--- Records for this exercise ---
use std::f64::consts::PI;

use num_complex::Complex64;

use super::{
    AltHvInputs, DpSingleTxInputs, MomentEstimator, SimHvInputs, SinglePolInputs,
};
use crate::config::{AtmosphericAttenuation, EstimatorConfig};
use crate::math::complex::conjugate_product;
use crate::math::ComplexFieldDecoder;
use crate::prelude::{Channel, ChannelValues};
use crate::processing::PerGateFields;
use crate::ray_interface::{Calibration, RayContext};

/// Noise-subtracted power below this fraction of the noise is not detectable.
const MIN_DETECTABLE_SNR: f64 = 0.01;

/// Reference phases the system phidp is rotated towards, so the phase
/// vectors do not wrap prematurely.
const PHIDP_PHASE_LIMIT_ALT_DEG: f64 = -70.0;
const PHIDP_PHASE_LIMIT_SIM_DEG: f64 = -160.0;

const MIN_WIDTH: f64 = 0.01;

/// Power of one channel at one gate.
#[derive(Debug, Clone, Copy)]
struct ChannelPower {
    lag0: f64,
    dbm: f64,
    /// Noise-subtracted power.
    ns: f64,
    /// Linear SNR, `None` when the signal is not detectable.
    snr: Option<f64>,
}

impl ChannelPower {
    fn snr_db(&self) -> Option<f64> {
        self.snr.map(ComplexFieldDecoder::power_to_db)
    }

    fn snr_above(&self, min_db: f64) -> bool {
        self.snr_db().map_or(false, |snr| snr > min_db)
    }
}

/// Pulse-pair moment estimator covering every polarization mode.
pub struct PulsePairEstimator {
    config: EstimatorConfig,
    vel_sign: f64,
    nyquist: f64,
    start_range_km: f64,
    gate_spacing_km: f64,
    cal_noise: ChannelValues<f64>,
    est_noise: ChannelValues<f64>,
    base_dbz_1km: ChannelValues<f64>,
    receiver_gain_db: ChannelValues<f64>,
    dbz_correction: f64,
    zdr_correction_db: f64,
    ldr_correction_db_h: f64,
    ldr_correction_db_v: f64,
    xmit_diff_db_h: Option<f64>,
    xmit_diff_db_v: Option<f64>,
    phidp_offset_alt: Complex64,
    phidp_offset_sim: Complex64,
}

--- Assigned task ---
All of the records above should be copied exactly.

--- Result ---
use std::f64::consts::PI;

use num_complex::Complex64;

use super::{
    AltHvInputs, DpSingleTxInputs, MomentEstimator, SimHvInputs, SinglePolInputs,
};
use crate::config::{AtmosphericAttenuation, EstimatorConfig};
use crate::math::complex::conjugate_product;
use crate::math::ComplexFieldDecoder;
use crate::prelude::{Channel, ChannelValues};
use crate::processing::PerGateFields;
use crate::ray_interface::{Calibration, RayContext};

/// Noise-subtracted power below this fraction of the noise is not detectable.
const MIN_DETECTABLE_SNR: f64 = 0.01;

/// Reference phases the system phidp is rotated towards, so the phase
/// vectors do not wrap prematurely.
const PHIDP_PHASE_LIMIT_ALT_DEG: f64 = -70.0;
const PHIDP_PHASE_LIMIT_SIM_DEG: f64 = -160.0;

const MIN_WIDTH: f64 = 0.01;

/// Power of one channel at one gate.
#[derive(Debug, Clone, Copy)]
struct ChannelPower {
    lag0: f64,
    dbm: f64,
    /// Noise-subtracted power.
    ns: f64,
    /// Linear SNR, `None` when the signal is not detectable.
    snr: Option<f64>,
}

impl ChannelPower {
    fn snr_db(&self) -> Option<f64> {
        self.snr.map(ComplexFieldDecoder::power_to_db)
    }

    fn snr_above(&self, min_db: f64) -> bool {
        self.snr_db().map_or(false, |snr| snr > min_db)
    }
}

/// Pulse-pair moment estimator covering every polarization mode.
pub struct PulsePairEstimator {
    config: EstimatorConfig,
    vel_sign: f64,
    nyquist: f64,
    start_range_km: f64,
    gate_spacing_km: f64,
    cal_noise: ChannelValues<f64>,
    est_noise: ChannelValues<f64>,
    base_dbz_1km: ChannelValues<f64>,
    receiver_gain_db: ChannelValues<f64>,
    dbz_correction: f64,
    zdr_correction_db: f64,
    ldr_correction_db_h: f64,
    ldr_correction_db_v: f64,
    xmit_diff_db_h: Option<f64>,
    xmit_diff_db_v: Option<f64>,
    phidp_offset_alt: Complex64,
    phidp_offset_sim: Complex64,
}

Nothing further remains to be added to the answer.